§ What you will do: Take each line in the entries below that holds "StreamOutcome" and show it.

§ Given records:
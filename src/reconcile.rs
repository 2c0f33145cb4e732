use std::borrow::Cow;

use crate::{
    entry::{FinalizedEntry, TabId},
    history::HistoryStore,
};

pub const DEFAULT_TOLERANCE_MS: f64 = 10.0;

/// Decides whether an incoming entry describes the same physical request as
/// one already captured.
pub trait EqualityPredicate: Send + std::fmt::Debug {
    fn is_duplicate(&self, existing: &FinalizedEntry, incoming: &FinalizedEntry) -> bool;
}

/// Same normalized URL and elapsed times within `tolerance_ms` of each other.
#[derive(Debug, Clone, Copy, PartialEq)]
pub struct ToleranceMatcher {
    pub tolerance_ms: f64,
}

impl Default for ToleranceMatcher {
    fn default() -> Self {
        Self {
            tolerance_ms: DEFAULT_TOLERANCE_MS,
        }
    }
}

impl EqualityPredicate for ToleranceMatcher {
    fn is_duplicate(&self, existing: &FinalizedEntry, incoming: &FinalizedEntry) -> bool {
        (existing.elapsed_ms - incoming.elapsed_ms).abs() <= self.tolerance_ms
            && normalize_url(&existing.request.url) == normalize_url(&incoming.request.url)
    }
}

#[derive(Debug, Clone, Copy, PartialEq, Eq)]
pub enum Decision {
    Novel,
    Duplicate,
}

#[derive(Debug, Clone, Default, PartialEq, Eq)]
pub struct ReconcileReport {
    pub decisions: Vec<Decision>,
    pub novel: usize,
    pub duplicates: usize,
    pub evicted: usize,
}

impl ReconcileReport {
    pub fn changed(&self) -> bool {
        self.novel > 0
    }
}

/// Merges an independently captured log into `tab_id`'s history.
///
/// Incoming entries are compared against the entries present before the
/// batch; each existing entry absorbs at most one incoming duplicate. Novel
/// entries are appended in incoming order.
pub fn reconcile(
    store: &mut HistoryStore,
    tab_id: TabId,
    incoming: Vec<FinalizedEntry>,
    predicate: &dyn EqualityPredicate,
) -> ReconcileReport {
    let mut report = ReconcileReport::default();
    if tab_id < 0 {
        return report;
    }

    let existing = store.snapshot(tab_id);
    let mut consumed = vec![false; existing.len()];
    let mut novel = Vec::new();

    for entry in incoming {
        let matched = (0..existing.len())
            .find(|&index| !consumed[index] && predicate.is_duplicate(&existing[index], &entry));

        match matched {
            Some(index) => {
                consumed[index] = true;
                report.decisions.push(Decision::Duplicate);
                report.duplicates += 1;
            }
            None => {
                report.decisions.push(Decision::Novel);
                report.novel += 1;
                novel.push(entry);
            }
        }
    }

    for entry in novel {
        report.evicted += store.append(tab_id, entry);
    }

    tracing::debug!(
        tab_id,
        novel = report.novel,
        duplicates = report.duplicates,
        evicted = report.evicted,
        "reconciled external transaction log"
    );
    report
}

/// Canonical form of a URL for duplicate detection: fragment dropped, scheme
/// and host lowercased, default port removed, empty path replaced by `/`.
pub fn normalize_url(url: &str) -> Cow<'_, str> {
    let trimmed = url.trim();
    let without_fragment = trimmed.split('#').next().unwrap_or_default();

    let Some((scheme, rest)) = without_fragment.split_once("://") else {
        return Cow::Borrowed(without_fragment);
    };
    let scheme = scheme.to_ascii_lowercase();

    let authority_end = rest.find(['/', '?']).unwrap_or(rest.len());
    let (authority, path_and_query) = rest.split_at(authority_end);
    let (userinfo, host_port) = match authority.rsplit_once('@') {
        Some((userinfo, host_port)) => (Some(userinfo), host_port),
        None => (None, authority),
    };

    let mut host_port = host_port.to_ascii_lowercase();
    let default_port = match scheme.as_str() {
        "http" | "ws" => Some(":80"),
        "https" | "wss" => Some(":443"),
        _ => None,
    };
    if let Some(default_port) = default_port {
        if host_port.ends_with(default_port) {
            host_port.truncate(host_port.len() - default_port.len());
        }
    }

    let mut normalized = String::with_capacity(without_fragment.len());
    normalized.push_str(&scheme);
    normalized.push_str("://");
    if let Some(userinfo) = userinfo {
        normalized.push_str(userinfo);
        normalized.push('@');
    }
    normalized.push_str(&host_port);
    if !path_and_query.starts_with('/') {
        normalized.push('/');
    }
    normalized.push_str(path_and_query);
    Cow::Owned(normalized)
}

#[cfg(test)]
mod tests {
    use super::{Decision, EqualityPredicate, ToleranceMatcher, normalize_url, reconcile};
    use crate::{
        entry::FinalizedEntry,
        history::{HistoryStore, tests::entry},
    };

    #[test]
    fn normalize_url_canonicalizes_scheme_host_port_and_fragment() {
        assert_eq!(
            normalize_url("HTTPS://Example.TEST:443/Path?Q=1#frag"),
            "https://example.test/Path?Q=1"
        );
        assert_eq!(normalize_url("http://a.test:80"), "http://a.test/");
        assert_eq!(normalize_url("http://a.test?x=1"), "http://a.test/?x=1");
        assert_eq!(normalize_url("http://a.test:8080/"), "http://a.test:8080/");
        assert_eq!(normalize_url("data:text/plain,hi"), "data:text/plain,hi");
        assert_eq!(normalize_url(" https://u@A.test/x "), "https://u@a.test/x");
    }

    #[test]
    fn tolerance_matcher_requires_url_and_elapsed_time_match() {
        let matcher = ToleranceMatcher::default();
        let existing = entry("https://a.test/x", 50.0);

        assert!(matcher.is_duplicate(&existing, &entry("https://A.test:443/x#top", 58.0)));
        assert!(matcher.is_duplicate(&existing, &entry("https://a.test/x", 40.0)));
        assert!(!matcher.is_duplicate(&existing, &entry("https://a.test/x", 61.0)));
        assert!(!matcher.is_duplicate(&existing, &entry("https://a.test/y", 50.0)));

        let wide = ToleranceMatcher {
            tolerance_ms: 100.0,
        };
        assert!(wide.is_duplicate(&existing, &entry("https://a.test/x", 140.0)));
    }

    #[test]
    fn duplicate_entries_do_not_grow_the_tab() {
        let mut store = HistoryStore::new(200);
        store.append(7, entry("https://a.test/x", 50.0));

        let report = reconcile(
            &mut store,
            7,
            vec![entry("https://a.test/x", 55.0)],
            &ToleranceMatcher::default(),
        );
        assert_eq!(report.decisions, vec![Decision::Duplicate]);
        assert!(!report.changed());
        assert_eq!(store.len(7), 1);

        let report = reconcile(
            &mut store,
            7,
            vec![entry("https://a.test/other", 55.0)],
            &ToleranceMatcher::default(),
        );
        assert_eq!(report.decisions, vec![Decision::Novel]);
        assert_eq!(store.len(7), 2);
    }

    #[test]
    fn each_existing_entry_absorbs_at_most_one_duplicate() {
        let mut store = HistoryStore::new(200);
        store.append(7, entry("https://a.test/poll", 20.0));

        let report = reconcile(
            &mut store,
            7,
            vec![
                entry("https://a.test/poll", 21.0),
                entry("https://a.test/poll", 22.0),
            ],
            &ToleranceMatcher::default(),
        );

        assert_eq!(report.decisions, vec![Decision::Duplicate, Decision::Novel]);
        assert_eq!(report.novel, 1);
        assert_eq!(report.duplicates, 1);
        assert_eq!(store.len(7), 2);
    }

    #[test]
    fn novel_entries_follow_the_history_bound() {
        let mut store = HistoryStore::new(2);
        store.append(1, entry("https://a.test/0", 0.0));

        let report = reconcile(
            &mut store,
            1,
            vec![entry("https://a.test/1", 0.0), entry("https://a.test/2", 0.0)],
            &ToleranceMatcher::default(),
        );

        assert_eq!(report.evicted, 1);
        let urls: Vec<String> = store
            .snapshot(1)
            .into_iter()
            .map(|entry| entry.request.url)
            .collect();
        assert_eq!(urls, vec!["https://a.test/1", "https://a.test/2"]);
    }

    #[test]
    fn custom_predicates_drive_the_decision() {
        #[derive(Debug)]
        struct SameMethod;

        impl EqualityPredicate for SameMethod {
            fn is_duplicate(&self, existing: &FinalizedEntry, incoming: &FinalizedEntry) -> bool {
                existing.request.method == incoming.request.method
            }
        }

        let mut store = HistoryStore::new(10);
        store.append(3, entry("https://a.test/x", 0.0));
        let report = reconcile(
            &mut store,
            3,
            vec![entry("https://b.test/unrelated", 900.0)],
            &SameMethod,
        );
        assert_eq!(report.decisions, vec![Decision::Duplicate]);
    }

    #[test]
    fn negative_tab_ids_are_ignored() {
        let mut store = HistoryStore::new(10);
        let report = reconcile(
            &mut store,
            -1,
            vec![entry("https://a.test/x", 0.0)],
            &ToleranceMatcher::default(),
        );
        assert!(report.decisions.is_empty());
        assert!(store.is_empty());
    }
}
//! siumai-transport
//!
//! Typed HTTP and SSE dispatch for OpenAI-style APIs. Every call resolves to
//! an [`OperationResult`]; streams decode `data:`/`event:` lines into
//! [`AsyncEvent`]s through either a pull [`EventStream`] or a push callback.
#![deny(unsafe_code)]

pub mod cancel;
pub mod config;
pub mod content;
pub mod correlation;
pub mod dispatcher;
pub mod endpoint;
pub mod error;
pub mod headers;
pub mod interceptor;
pub mod metadata;
pub mod request;
pub mod result;
pub mod retry;

pub use cancel::CancellationToken;
pub use config::TransportConfig;
pub use content::{ContentFactory, MultipartBuilder, MultipartFactory, RequestBody};
pub use correlation::{CorrelationLogger, FileCorrelationLogger, LogContext, TypeTag};
pub use dispatcher::{
    AsyncEvent, CallOptions, EventStream, RequestDispatcher, SseStreamDispatcher, StreamOutcome,
    TransportCore,
};
pub use endpoint::{AzureEndpoint, OpenAiEndpoint, ProviderEndpoint};
pub use error::{ErrorKind, TransportError};
pub use metadata::{ApiResponse, ResponseMetadata, ResponseMetadataTarget};
pub use request::RequestSpec;
pub use result::{OperationError, OperationResult, Outcome};
pub use retry::DeleteRetryPolicy;

/// Common imports for façade crates built on the transport.
pub mod prelude {
    pub use crate::{
        ApiResponse, AsyncEvent, CallOptions, CancellationToken, ContentFactory, ErrorKind,
        EventStream, MultipartBuilder, MultipartFactory, OperationResult, Outcome,
        ProviderEndpoint, RequestDispatcher, ResponseMetadata, SseStreamDispatcher,
        StreamOutcome, TransportConfig, TransportCore,
    };
}

static_assertions::assert_impl_all!(RequestDispatcher: Send, Sync, Clone);
static_assertions::assert_impl_all!(SseStreamDispatcher: Send, Sync, Clone);
static_assertions::assert_impl_all!(OperationResult<serde_json::Value>: Send, Sync);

§ Your solution:
    AsyncEvent, CallOptions, EventStream, RequestDispatcher, SseStreamDispatcher, StreamOutcome,
        StreamOutcome, TransportConfig, TransportCore,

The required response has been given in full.